(Saved data entries)
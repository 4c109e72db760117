use crate::handlers;
use crate::state::AppState;
use axum::{routing::{get, post, put}, Router};

pub fn router(state: AppState) -> Router {
    Router::new()
        .route("/", get(handlers::index))
        .route("/tasks/:week/:day/:index/toggle", post(handlers::toggle_task_form))
        .route("/weeks/:week/select", post(handlers::select_week_form))
        .route("/api/progress", get(handlers::get_progress))
        .route("/api/state", get(handlers::get_state))
        .route("/api/tasks/toggle", post(handlers::toggle_task))
        .route("/api/week", post(handlers::select_week))
        .route("/api/bookmarks", get(handlers::list_bookmarks))
        .route("/api/bookmarks/toggle", post(handlers::toggle_bookmark))
        .route("/api/notes", put(handlers::put_note))
        .route("/api/notes/:week/:day", get(handlers::get_note))
        .route("/api/search", get(handlers::search))
        .route("/api/reset", post(handlers::reset))
        .route("/api/export", get(handlers::export))
        .route("/api/chat", post(handlers::chat))
        .with_state(state)
}
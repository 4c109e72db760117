use crate::models::SearchHit;
use crate::plan::StudyPlan;

/// Days whose title or any task text contains `query`, ignoring case.
pub fn search(plan: &StudyPlan, query: &str) -> Vec<SearchHit> {
    let needle = query.trim().to_lowercase();
    if needle.is_empty() {
        return Vec::new();
    }

    plan.day_keys()
        .filter_map(|key| {
            let day = plan.day(key)?;
            let hit = day.title.to_lowercase().contains(&needle)
                || day
                    .tasks
                    .iter()
                    .any(|task| task.to_lowercase().contains(&needle));
            hit.then(|| SearchHit {
                week: key.week,
                day: key.day,
                title: day.title.clone(),
            })
        })
        .collect()
}
use crate::errors::AppError;
use crate::models::PersistedState;
use crate::plan::StudyPlan;
use crate::store::{ProgressStore, STATE_KEY};
use std::{path::Path, sync::Arc};
use tokio::fs;
use tracing::{error, info};

pub async fn load_store(path: &Path, plan: Arc<StudyPlan>) -> ProgressStore {
    let mut store = ProgressStore::new(plan);
    match fs::read_to_string(path).await {
        Ok(raw) => {
            store.restore(&raw);
            info!(
                "restored {STATE_KEY} from {}: {} tasks completed",
                path.display(),
                store.completed_count()
            );
        }
        Err(err) if err.kind() == std::io::ErrorKind::NotFound => {
            info!("no saved {STATE_KEY} at {}, starting fresh", path.display());
        }
        Err(err) => {
            error!("failed to read data file: {err}");
        }
    }
    store
}

pub async fn persist_state(path: &Path, state: &PersistedState) -> Result<(), AppError> {
    let payload = serde_json::to_vec_pretty(state).map_err(AppError::internal)?;
    fs::write(path, payload).await.map_err(AppError::internal)?;
    Ok(())
}
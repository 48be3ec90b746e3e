//! School subdomain rule: lowercase ASCII letters, digits and hyphens, 3 to 63 characters.
//!
//! The length bound is declared on the schema with `length(min, max)`; this module supplies the
//! character rule so the two failures produce distinct messages.

use std::borrow::Cow;

use validator::ValidationError;

pub const SUBDOMAIN_MIN_LENGTH: u64 = 3;
pub const SUBDOMAIN_MAX_LENGTH: u64 = 63;

pub const SUBDOMAIN_LENGTH_MESSAGE: &str = "Subdomain must be between 3 and 63 characters";
pub const SUBDOMAIN_CHARSET_MESSAGE: &str =
    "Subdomain may only contain lowercase letters, numbers, and hyphens";

pub fn is_subdomain_char(c: char) -> bool {
    c.is_ascii_lowercase() || c.is_ascii_digit() || c == '-'
}

pub fn validate_subdomain_charset(subdomain: &str) -> Result<(), ValidationError> {
    if subdomain.chars().all(is_subdomain_char) {
        return Ok(());
    }

    Err(ValidationError::new("subdomain_charset")
        .with_message(Cow::Borrowed(SUBDOMAIN_CHARSET_MESSAGE)))
}

/// Full check (length and characters) for callers outside a schema.
pub fn is_valid_subdomain(subdomain: &str) -> bool {
    let len = subdomain.chars().count() as u64;
    (SUBDOMAIN_MIN_LENGTH..=SUBDOMAIN_MAX_LENGTH).contains(&len)
        && validate_subdomain_charset(subdomain).is_ok()
}
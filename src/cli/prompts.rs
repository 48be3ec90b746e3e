//! Interactive prompts and terminal output.

use dialoguer::{Confirm, Input, Password, Select};
use edulink_core::FieldErrors;
use edulink_models::{Language, RegistrationRole, Student, UserProfile};

use crate::modules::auth::RegistrationValues;
use crate::router::{Notice, SubmitOutcome};

/// Prompts for free text, pre-filled with what was typed last time.
pub fn text(label: &str, current: &str) -> dialoguer::Result<String> {
    Input::<String>::new()
        .with_prompt(label)
        .with_initial_text(current)
        .allow_empty(true)
        .interact_text()
}

pub fn secret(label: &str) -> dialoguer::Result<String> {
    Password::new()
        .with_prompt(label)
        .allow_empty_password(true)
        .interact()
}

pub fn confirm(label: &str, default: bool) -> dialoguer::Result<bool> {
    Confirm::new()
        .with_prompt(label)
        .default(default)
        .interact()
}

pub fn role(current: RegistrationRole) -> dialoguer::Result<RegistrationRole> {
    let labels: Vec<&str> = RegistrationRole::ALL.iter().map(|r| r.label()).collect();
    let default = RegistrationRole::ALL
        .iter()
        .position(|r| *r == current)
        .unwrap_or(0);

    let index = Select::new()
        .with_prompt("I am a")
        .items(&labels)
        .default(default)
        .interact()?;
    Ok(RegistrationRole::ALL[index])
}

pub fn language(current: Language) -> dialoguer::Result<Language> {
    let labels: Vec<String> = Language::ALL
        .iter()
        .map(|l| format!("{} ({})", l.label(), l.code()))
        .collect();
    let default = Language::ALL
        .iter()
        .position(|l| *l == current)
        .unwrap_or(0);

    let index = Select::new()
        .with_prompt("Language")
        .items(&labels)
        .default(default)
        .interact()?;
    Ok(Language::ALL[index])
}

pub fn registration_field_label(field: &str) -> &'static str {
    match field {
        "firstName" => "First name",
        "lastName" => "Last name",
        "email" => "Email",
        "password" => "Password",
        "confirmPassword" => "Confirm password",
        "studentId" => "Student ID",
        "gradeLevel" => "Grade level",
        "subjects" => "Subjects (comma separated)",
        "childName" => "Child's name",
        "childStudentId" => "Child's student ID",
        _ => "Value",
    }
}

/// Prompts for one registration field, keyed by its camelCase name.
pub fn registration_field(values: &mut RegistrationValues, field: &str) -> dialoguer::Result<()> {
    let label = registration_field_label(field);
    let slot = match field {
        "firstName" => &mut values.first_name,
        "lastName" => &mut values.last_name,
        "email" => &mut values.email,
        "password" => &mut values.password,
        "confirmPassword" => &mut values.confirm_password,
        "studentId" => &mut values.student_id,
        "gradeLevel" => &mut values.grade_level,
        "subjects" => &mut values.subjects,
        "childName" => &mut values.child_name,
        "childStudentId" => &mut values.child_student_id,
        _ => return Ok(()),
    };

    *slot = if field == "password" || field == "confirmPassword" {
        secret(label)?
    } else {
        text(label, slot)?
    };
    Ok(())
}

pub fn print_outcome(outcome: &SubmitOutcome) {
    println!("\n{}", outcome.notice);
    if let Some(route) = outcome.redirect {
        println!("   → {}", route);
    }
}

pub fn print_notice(notice: &Notice) {
    eprintln!("\n{}", notice);
}

pub fn print_field_errors(errors: &FieldErrors) {
    eprintln!("\nPlease correct the following:");
    for (field, messages) in errors.iter() {
        for message in messages {
            eprintln!("   • {}: {}", field, message);
        }
    }
}

pub fn print_profile(profile: &UserProfile) {
    println!("\nProfile");
    println!("   Name:        {}", profile.name);
    println!("   Email:       {}", profile.email);
    println!("   Role:        {}", profile.role);
    println!("   Joined:      {}", profile.join_date);
    println!("   Last login:  {}", profile.last_login);

    let optional = [
        ("Student ID", &profile.student_id),
        ("Grade level", &profile.grade_level),
        ("Subjects", &profile.subjects),
        ("Child", &profile.child_name),
        ("Child's ID", &profile.child_student_id),
    ];
    for (label, value) in optional {
        if let Some(value) = value {
            println!("   {:<12} {}", format!("{}:", label), value);
        }
    }
}

pub fn print_student_list(students: &[Student]) {
    println!("\nStudents ({})", students.len());
    println!("   {:<8} {:<28} {:<32} {:<12} Gender", "ID", "Name", "Email", "Born");
    for student in students {
        println!(
            "   {:<8} {:<28} {:<32} {:<12} {}",
            student.id,
            student.full_name(),
            student.email.as_deref().unwrap_or("-"),
            student
                .date_of_birth
                .map(|d| d.to_string())
                .unwrap_or_else(|| "-".to_string()),
            student.gender.as_deref().unwrap_or("-"),
        );
    }
}

pub fn print_student(student: &Student) {
    println!("\nStudent Profile: {}", student.full_name());
    println!("   Student ID:  {}", student.id);

    let basic = [
        ("Email", student.email.clone()),
        ("Born", student.date_of_birth.map(|d| d.to_string())),
        ("Gender", student.gender.clone()),
        ("Phone", student.contact_number.clone()),
        ("Address", student.address.clone()),
    ];
    for (label, value) in basic {
        if let Some(value) = value {
            println!("   {:<12} {}", format!("{}:", label), value);
        }
    }

    if !student.academic_records.is_empty() {
        println!("\n   Academic records");
        for record in &student.academic_records {
            let enrolled = record
                .enrollment_date
                .map(|d| d.to_string())
                .unwrap_or_else(|| "-".to_string());
            print!("   • Grade {} (enrolled {})", record.grade_level, enrolled);
            if let Some(major) = &record.major {
                print!(", {}", major);
            }
            if let Some(gpa) = &record.gpa {
                print!(", GPA {}", gpa);
            }
            println!();
        }
    }

    if let Some(medical) = &student.medical_info {
        println!("\n   Health");
        if !medical.allergies.trim().is_empty() {
            println!("   Allergies:   {}", medical.allergies);
        }
        if !medical.medical_conditions.trim().is_empty() {
            println!("   Conditions:  {}", medical.medical_conditions);
        }
        println!(
            "   Emergency:   {} ({})",
            medical.emergency_contact_name, medical.emergency_contact_number
        );
    }
}
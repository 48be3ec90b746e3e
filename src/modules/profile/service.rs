use edulink_core::AppError;
use edulink_models::UserProfile;
use edulink_storage::ProfileStore;
use tracing::{info, instrument, warn};

pub struct ProfileService;

impl ProfileService {
    #[instrument(skip(profiles))]
    pub fn load(profiles: &ProfileStore) -> Result<Option<UserProfile>, AppError> {
        let profile = profiles.load().map_err(AppError::storage)?;
        if profile.is_none() {
            warn!("No stored profile to show");
        }
        Ok(profile)
    }

    /// Persists an edited profile as-is, apart from re-deriving `name`.
    #[instrument(skip(profiles, profile), fields(profile.email = %profile.email))]
    pub fn save(
        profiles: &ProfileStore,
        mut profile: UserProfile,
    ) -> Result<UserProfile, AppError> {
        profile.refresh_name();
        profiles.save(&profile).map_err(AppError::storage)?;
        info!(profile.name = %profile.name, "Profile updated");
        Ok(profile)
    }
}
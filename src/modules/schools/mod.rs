pub mod controller;
pub mod service;

pub use controller::{SchoolRegistrationWizard, WizardStep};
pub use service::{RegisteredSchool, SchoolService};
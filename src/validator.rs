use edulink_core::AppError;
use edulink_core::validation::{FieldErrors, Refine, validate_with};
use tracing::debug;
use validator::Validate;

fn format_errors(errors: &FieldErrors) -> String {
    errors
        .iter()
        .flat_map(|(field, messages)| {
            messages
                .iter()
                .map(move |message| format!("{}: {}", field, message))
        })
        .collect::<Vec<_>>()
        .join(", ")
}

fn reject(errors: FieldErrors) -> AppError {
    debug!(fields = errors.fields().count(), errors = %format_errors(&errors), "Form rejected");
    AppError::validation(errors)
}

/// A form value that passed validation.
#[derive(Debug, Clone, Copy, Default, PartialEq, Eq)]
pub struct Validated<T>(pub T);

impl<T: Validate> Validated<T> {
    /// Shape checks only.
    pub fn new(value: T) -> Result<Self, AppError> {
        value
            .validate()
            .map_err(|errors| reject(FieldErrors::from(&errors)))?;
        Ok(Self(value))
    }

    pub fn into_inner(self) -> T {
        self.0
    }
}

impl<T: Refine> Validated<T> {
    /// Shape checks, then the refinements against `ctx`.
    pub fn with_context(value: T, ctx: &T::Context) -> Result<Self, AppError> {
        validate_with(&value, ctx).map_err(reject)?;
        Ok(Self(value))
    }
}

impl<T> std::ops::Deref for Validated<T> {
    type Target = T;

    fn deref(&self) -> &T {
        &self.0
    }
}
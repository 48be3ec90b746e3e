//! Password complexity rule shared by every account-creating form.

use std::borrow::Cow;

use validator::ValidationError;

pub const PASSWORD_MIN_LENGTH: u64 = 8;

pub const PASSWORD_LENGTH_MESSAGE: &str = "Password must be at least 8 characters";
pub const PASSWORD_COMPLEXITY_MESSAGE: &str =
    "Password must contain at least one uppercase letter, one lowercase letter, and one number";

/// True when the password contains at least one ASCII lowercase letter, one ASCII uppercase
/// letter and one ASCII digit, anywhere in the string. Length is checked separately.
pub fn meets_complexity(password: &str) -> bool {
    let mut lower = false;
    let mut upper = false;
    let mut digit = false;

    for c in password.chars() {
        lower |= c.is_ascii_lowercase();
        upper |= c.is_ascii_uppercase();
        digit |= c.is_ascii_digit();
    }

    lower && upper && digit
}

/// `validator` custom rule wrapping [`meets_complexity`].
pub fn validate_password_complexity(password: &str) -> Result<(), ValidationError> {
    if meets_complexity(password) {
        return Ok(());
    }

    Err(ValidationError::new("password_complexity")
        .with_message(Cow::Borrowed(PASSWORD_COMPLEXITY_MESSAGE)))
}
//! In-process gateway used by tests.
//!
//! Keeps accounts, rows and the current session in memory, records every call, and can be told
//! to fail specific operations.

use std::collections::{HashMap, HashSet};
use std::sync::{Mutex, MutexGuard, PoisonError};

use edulink_models::{GatewayUser, Session, SignUpMetadata};
use serde_json::Value;
use uuid::Uuid;

use crate::{
    AuthGateway, GatewayError, GatewayFuture, INVALID_CREDENTIALS, InsertedRecord, Row,
};

const EMAIL_NOT_CONFIRMED: &str = "Email not confirmed";

#[derive(Debug, Clone, PartialEq, Eq)]
pub enum GatewayCall {
    SignUp { email: String },
    SignIn { email: String },
    GetSession,
    Insert { table: String },
    Select { table: String },
}

#[derive(Debug)]
struct Account {
    password: String,
    user: GatewayUser,
    confirmed: bool,
}

#[derive(Debug, Default)]
struct State {
    accounts: HashMap<String, Account>,
    rows: HashMap<String, Vec<Value>>,
    session: Option<Session>,
    calls: Vec<GatewayCall>,
    sign_up_failure: Option<String>,
    sign_in_failure: Option<String>,
    failing_tables: HashSet<String>,
    failing_reads: HashSet<String>,
    requires_confirmation: bool,
}

#[derive(Debug, Default)]
pub struct MemoryGateway {
    state: Mutex<State>,
}

impl MemoryGateway {
    pub fn new() -> Self {
        Self::default()
    }

    fn state(&self) -> MutexGuard<'_, State> {
        self.state.lock().unwrap_or_else(PoisonError::into_inner)
    }

    /// Creates an account directly, without recording a call.
    pub fn seed_account(
        &self,
        email: &str,
        password: &str,
        metadata: &SignUpMetadata,
    ) -> GatewayUser {
        let user = new_user(email, metadata);
        self.state().accounts.insert(
            email.to_ascii_lowercase(),
            Account {
                password: password.to_string(),
                user: user.clone(),
                confirmed: true,
            },
        );
        user
    }

    /// Stores rows directly, without recording a call.
    pub fn seed_rows(&self, table: &str, rows: impl IntoIterator<Item = Value>) {
        self.state()
            .rows
            .entry(table.to_string())
            .or_default()
            .extend(rows);
    }

    /// New accounts start unconfirmed: sign-up returns no session and sign-in is refused until
    /// [`MemoryGateway::confirm_email`] is called.
    pub fn require_email_confirmation(&self) {
        self.state().requires_confirmation = true;
    }

    pub fn confirm_email(&self, email: &str) {
        if let Some(account) = self.state().accounts.get_mut(&email.to_ascii_lowercase()) {
            account.confirmed = true;
        }
    }

    /// The next sign-up fails with `message`.
    pub fn fail_next_sign_up(&self, message: &str) {
        self.state().sign_up_failure = Some(message.to_string());
    }

    /// The next sign-in fails with `message`.
    pub fn fail_next_sign_in(&self, message: &str) {
        self.state().sign_in_failure = Some(message.to_string());
    }

    /// Inserts into `table` fail until [`MemoryGateway::allow_inserts_into`] is called.
    pub fn fail_inserts_into(&self, table: &str) {
        self.state().failing_tables.insert(table.to_string());
    }

    pub fn allow_inserts_into(&self, table: &str) {
        self.state().failing_tables.remove(table);
    }

    /// Selects from `table` fail until [`MemoryGateway::allow_reads_from`] is called.
    pub fn fail_reads_from(&self, table: &str) {
        self.state().failing_reads.insert(table.to_string());
    }

    pub fn allow_reads_from(&self, table: &str) {
        self.state().failing_reads.remove(table);
    }

    pub fn calls(&self) -> Vec<GatewayCall> {
        self.state().calls.clone()
    }

    pub fn call_count(&self) -> usize {
        self.state().calls.len()
    }

    pub fn sign_up_count(&self) -> usize {
        self.state()
            .calls
            .iter()
            .filter(|call| matches!(call, GatewayCall::SignUp { .. }))
            .count()
    }

    pub fn rows(&self, table: &str) -> Vec<Value> {
        self.state().rows.get(table).cloned().unwrap_or_default()
    }

    pub fn account(&self, email: &str) -> Option<GatewayUser> {
        self.state()
            .accounts
            .get(&email.to_ascii_lowercase())
            .map(|account| account.user.clone())
    }

    pub fn sign_out(&self) {
        self.state().session = None;
    }
}

fn new_user(email: &str, metadata: &SignUpMetadata) -> GatewayUser {
    GatewayUser {
        id: Uuid::new_v4().to_string(),
        email: Some(email.to_string()),
        user_metadata: metadata
            .iter()
            .map(|(k, v)| (k.to_string(), Value::String(v.to_string())))
            .collect(),
    }
}

fn new_session(user: &GatewayUser) -> Session {
    Session {
        access_token: Uuid::new_v4().to_string(),
        refresh_token: Some(Uuid::new_v4().to_string()),
        user: user.clone(),
    }
}

impl AuthGateway for MemoryGateway {
    fn sign_up<'a>(
        &'a self,
        email: &'a str,
        password: &'a str,
        metadata: &'a SignUpMetadata,
    ) -> GatewayFuture<'a, GatewayUser> {
        Box::pin(async move {
            let mut state = self.state();
            state.calls.push(GatewayCall::SignUp {
                email: email.to_string(),
            });

            if let Some(message) = state.sign_up_failure.take() {
                return Err(GatewayError::api(500, message));
            }

            let key = email.to_ascii_lowercase();
            if state.accounts.contains_key(&key) {
                return Err(GatewayError::api(422, "User already registered"));
            }

            let user = new_user(email, metadata);
            let confirmed = !state.requires_confirmation;
            state.accounts.insert(
                key,
                Account {
                    password: password.to_string(),
                    user: user.clone(),
                    confirmed,
                },
            );
            if confirmed {
                state.session = Some(new_session(&user));
            }
            Ok(user)
        })
    }

    fn sign_in_with_password<'a>(
        &'a self,
        email: &'a str,
        password: &'a str,
    ) -> GatewayFuture<'a, Session> {
        Box::pin(async move {
            let mut state = self.state();
            state.calls.push(GatewayCall::SignIn {
                email: email.to_string(),
            });

            if let Some(message) = state.sign_in_failure.take() {
                return Err(GatewayError::api(503, message));
            }

            let user = match state.accounts.get(&email.to_ascii_lowercase()) {
                Some(account) if account.password == password && !account.confirmed => {
                    return Err(GatewayError::api(400, EMAIL_NOT_CONFIRMED));
                }
                Some(account) if account.password == password => account.user.clone(),
                _ => return Err(GatewayError::api(400, INVALID_CREDENTIALS)),
            };

            let session = new_session(&user);
            state.session = Some(session.clone());
            Ok(session)
        })
    }

    fn get_session(&self) -> GatewayFuture<'_, Option<Session>> {
        Box::pin(async move {
            let mut state = self.state();
            state.calls.push(GatewayCall::GetSession);
            Ok(state.session.clone())
        })
    }

    fn insert<'a>(
        &'a self,
        table: &'a str,
        record: &'a Value,
    ) -> GatewayFuture<'a, InsertedRecord> {
        Box::pin(async move {
            let mut state = self.state();
            state.calls.push(GatewayCall::Insert {
                table: table.to_string(),
            });

            if state.failing_tables.contains(table) {
                return Err(GatewayError::api(
                    403,
                    format!("new row violates row-level security policy for table \"{}\"", table),
                ));
            }

            let id = Uuid::new_v4().to_string();
            let mut stored = record.clone();
            if let Value::Object(fields) = &mut stored {
                fields.insert("id".to_string(), Value::String(id.clone()));
            }

            state
                .rows
                .entry(table.to_string())
                .or_default()
                .push(stored.clone());

            Ok(InsertedRecord { id, record: stored })
        })
    }

    fn select<'a>(
        &'a self,
        table: &'a str,
        filters: &'a [(&'a str, &'a str)],
    ) -> GatewayFuture<'a, Vec<Row>> {
        Box::pin(async move {
            let mut state = self.state();
            state.calls.push(GatewayCall::Select {
                table: table.to_string(),
            });

            if state.failing_reads.contains(table) {
                return Err(GatewayError::api(
                    500,
                    format!("relation \"{}\" could not be read", table),
                ));
            }

            Ok(state
                .rows
                .get(table)
                .map(|rows| {
                    rows.iter()
                        .filter(|row| matches_filters(row, filters))
                        .cloned()
                        .collect()
                })
                .unwrap_or_default())
        })
    }
}

fn matches_filters(row: &Value, filters: &[(&str, &str)]) -> bool {
    filters.iter().all(|(column, expected)| match row.get(*column) {
        Some(Value::String(value)) => value == expected,
        Some(Value::Number(value)) => value.to_string() == *expected,
        Some(Value::Bool(value)) => value.to_string() == *expected,
        _ => false,
    })
}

● Action item
Nothing but a number is expected: the tally of lines in the records that include the word "filename".

● Answer to the exercise
4